A Lesson in Love
So what’s fun about the completionist nature of this Ingmar Bergman box set is that you get to see how even a master filmmaker turned out some real duds. This is arguably the weakest Bergman film I’ve seen so far.
It’s basically a comedy (though there’s a bit of voiceover at the start explaining how it straddles the line between comedy and tragedy—fair enough), but it’s not like funny funny. It’s really a chronicle of a couple’s marriage falling apart, with flashbacks to how it began, a mix of happy and sad moments along the way, and the looming question: will they get back together (or I guess, stay together—they’re not divorced yet)? And, well, the intro already told us it has a happy ending, so the answer isn’t much of a mystery.
One thing that’s very clear from this movie is that Bergman just fundamentally doesn’t believe in marriage as a workable institution, even as he believes it’s deeply important. (If you didn’t know he’d been married four times and had a zillion affairs, you could probably guess just from watching his movies.)

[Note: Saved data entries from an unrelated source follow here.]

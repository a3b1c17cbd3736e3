// Collector isolation: every collector returns a usable snapshot

mod common;

use common::*;
use host_insights::collectors::*;
use host_insights::models::*;
use host_insights::platform::{Os, Platform};
use std::sync::Arc;

#[tokio::test]
async fn system_steps_fail_independently() {
    let snapshot = collect_system(Arc::new(FakeSystemSource { fail_cpu: true })).await;
    assert_eq!(snapshot.error, None);
    assert_eq!(snapshot.hostname, Field::Available("build-01".to_string()));
    assert_eq!(snapshot.cpu_model, Field::Unavailable);
    assert_eq!(snapshot.logical_cores, Field::Unavailable);
    assert!(snapshot.total_memory_bytes.is_available());
    // the unreadable partition is skipped, the rest sorted by mountpoint
    let mounts: Vec<_> = snapshot.partitions.iter().map(|p| p.mountpoint.as_str()).collect();
    assert_eq!(mounts, vec!["/", "/home"]);
    assert_eq!(snapshot.partitions[0].used_bytes, 75);
}

#[tokio::test]
async fn panicking_system_source_yields_failed_snapshot() {
    let snapshot = collect_system(Arc::new(PanickingSource)).await;
    assert!(snapshot.error.is_some());
    assert_eq!(snapshot.os_name, Field::Unavailable);
    assert!(snapshot.partitions.is_empty());
}

#[tokio::test]
async fn vanished_process_shrinks_sequence_by_one() {
    let all = FakeProcessSource {
        entries: vec![Ok(process(1, "init")), Ok(process(2, "kthreadd")), Ok(process(3, "worker"))],
    };
    let racing = FakeProcessSource {
        entries: vec![
            Ok(process(1, "init")),
            Err(SkipReason::Vanished),
            Ok(process(3, "worker")),
        ],
    };
    let full = collect_processes(Arc::new(all)).await;
    let raced = collect_processes(Arc::new(racing)).await;
    assert_eq!(full.processes.len(), 3);
    assert_eq!(raced.processes.len(), full.processes.len() - 1);
}

#[tokio::test]
async fn zombies_and_denied_are_skipped() {
    let source = FakeProcessSource {
        entries: vec![
            Ok(process(900, "cron")),
            Err(SkipReason::Zombie),
            Err(SkipReason::AccessDenied),
            Ok(process(12, "systemd-journal")),
        ],
    };
    let snapshot = collect_processes(Arc::new(source)).await;
    let pids: Vec<u32> = snapshot.processes.iter().map(|p| p.pid).collect();
    assert_eq!(pids, vec![12, 900]);
}

#[tokio::test]
async fn broken_process_table_is_empty() {
    assert!(collect_processes(Arc::new(BrokenProcessTable)).await.is_empty());
    assert!(collect_processes(Arc::new(PanickingSource)).await.is_empty());
}

#[tokio::test]
async fn dns_failure_keeps_interfaces_and_connections() {
    let probe = Arc::new(
        FakeProbe::new()
            .file("/etc/resolv.conf", Err(denied("/etc/resolv.conf")))
            .command("ip", Ok("default via 10.0.0.1 dev eth0\n")),
    );
    let platform = Platform::new(Os::Linux, probe);
    let snapshot = collect_network(
        Arc::new(FakeNetworkSource {
            fail_connections: false,
        }),
        &platform,
    )
    .await;

    assert!(snapshot.dns.is_empty());
    assert_eq!(snapshot.error, None);
    let names: Vec<_> = snapshot.interfaces.iter().map(|i| i.name.as_str()).collect();
    assert_eq!(names, vec!["eth0", "wlan0"]);
    assert_eq!(snapshot.active_connections.len(), 2);
    assert_eq!(snapshot.active_connections[0].protocol, Protocol::Tcp);
    assert_eq!(snapshot.routing_table.entries.len(), 1);
}

#[tokio::test]
async fn connection_failure_sets_marker_without_dropping_interfaces() {
    let platform = Platform::new(Os::Linux, Arc::new(FakeProbe::new()));
    let snapshot = collect_network(
        Arc::new(FakeNetworkSource {
            fail_connections: true,
        }),
        &platform,
    )
    .await;
    assert_eq!(snapshot.interfaces.len(), 2);
    assert!(snapshot.active_connections.is_empty());
    let error = snapshot.error.unwrap();
    assert!(error.starts_with("connections: "), "{}", error);
}

#[tokio::test]
async fn panicking_network_source_is_recorded() {
    let platform = Platform::new(Os::Other, Arc::new(FakeProbe::new()));
    let snapshot = collect_network(Arc::new(PanickingSource), &platform).await;
    assert!(snapshot.interfaces.is_empty());
    let error = snapshot.error.unwrap();
    assert!(error.contains("interfaces: ") && error.contains("; connections: "));
    assert_eq!(snapshot.firewall_rules, Field::Unavailable);
}

#[tokio::test]
async fn container_usage_failure_degrades_only_usage() {
    let runtime = FakeRuntime {
        containers: vec![container("b2", "web"), container("a1", "db")],
        broken_stats: vec!["b2".into()],
        ..Default::default()
    };
    let snapshot = collect_containers(&runtime).await;
    assert_eq!(snapshot.error, None);
    assert_eq!(snapshot.containers.len(), 2);

    let db = &snapshot.containers[0];
    assert_eq!(db.name, "db");
    assert_eq!(db.cpu_percent, Field::Available(12.5));
    assert_eq!(db.memory_usage_bytes, Field::Available(64 * 1024 * 1024));

    let web = &snapshot.containers[1];
    assert_eq!(web.cpu_percent, Field::Unavailable);
    assert_eq!(web.memory_usage_bytes, Field::Unavailable);
    assert_eq!(web.status, Field::Available("running".to_string()));
    assert_eq!(web.ports.len(), 1);
}

#[tokio::test]
async fn container_gone_before_inspect_is_skipped() {
    let runtime = FakeRuntime {
        containers: vec![container("a1", "db"), container("c3", "job")],
        gone: vec!["c3".into()],
        ..Default::default()
    };
    let snapshot = collect_containers(&runtime).await;
    assert_eq!(snapshot.containers.len(), 1);
    assert_eq!(snapshot.containers[0].name, "db");
}

#[tokio::test]
async fn unreachable_runtime_is_expected_not_fatal() {
    let snapshot = collect_containers(&UnreachableRuntime::new("no such file or directory")).await;
    assert!(snapshot.containers.is_empty());
    assert!(snapshot.networks.is_empty());
    assert!(snapshot.volumes.is_empty());
    assert!(
        snapshot
            .error
            .unwrap()
            .starts_with("Error collecting Docker information: ")
    );
}

#[tokio::test]
async fn panicking_runtime_yields_failed_snapshot() {
    let snapshot = collect_containers(&PanickingRuntime).await;
    assert!(snapshot.is_empty());
    let error = snapshot.error.unwrap();
    assert!(error.starts_with("Error collecting Docker information: "), "{}", error);
    assert!(error.contains("runtime client exploded"), "{}", error);
}

#[tokio::test]
async fn panicking_host_degrades_only_platform_fields() {
    let platform = Platform::new(Os::Linux, Arc::new(PanickingHost));
    let snapshot = collect_network(
        Arc::new(FakeNetworkSource {
            fail_connections: false,
        }),
        &platform,
    )
    .await;
    assert_eq!(snapshot.interfaces.len(), 2);
    assert!(snapshot.routing_table.is_empty());
    assert_eq!(snapshot.dns, DnsConfig::default());
    assert_eq!(snapshot.firewall_rules, Field::Unavailable);
    let error = snapshot.error.unwrap();
    assert!(error.contains("routing: probe panicked"), "{}", error);
    assert!(error.contains("dns: probe panicked"), "{}", error);
    assert!(error.contains("firewall: probe panicked"), "{}", error);
}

There are some interesting elements here (the family bits in particular), and it’s definitely not bad, but a lot of it feels too broad, and much of it doesn’t ring true. It plays like an Ingmar Bergman movie filtered through a mainstream rom-com lens, and that really doesn’t work.
(Also, I just don’t think women have ever been quite as lustfully attracted to their gynecologists as this movie would have you believe.)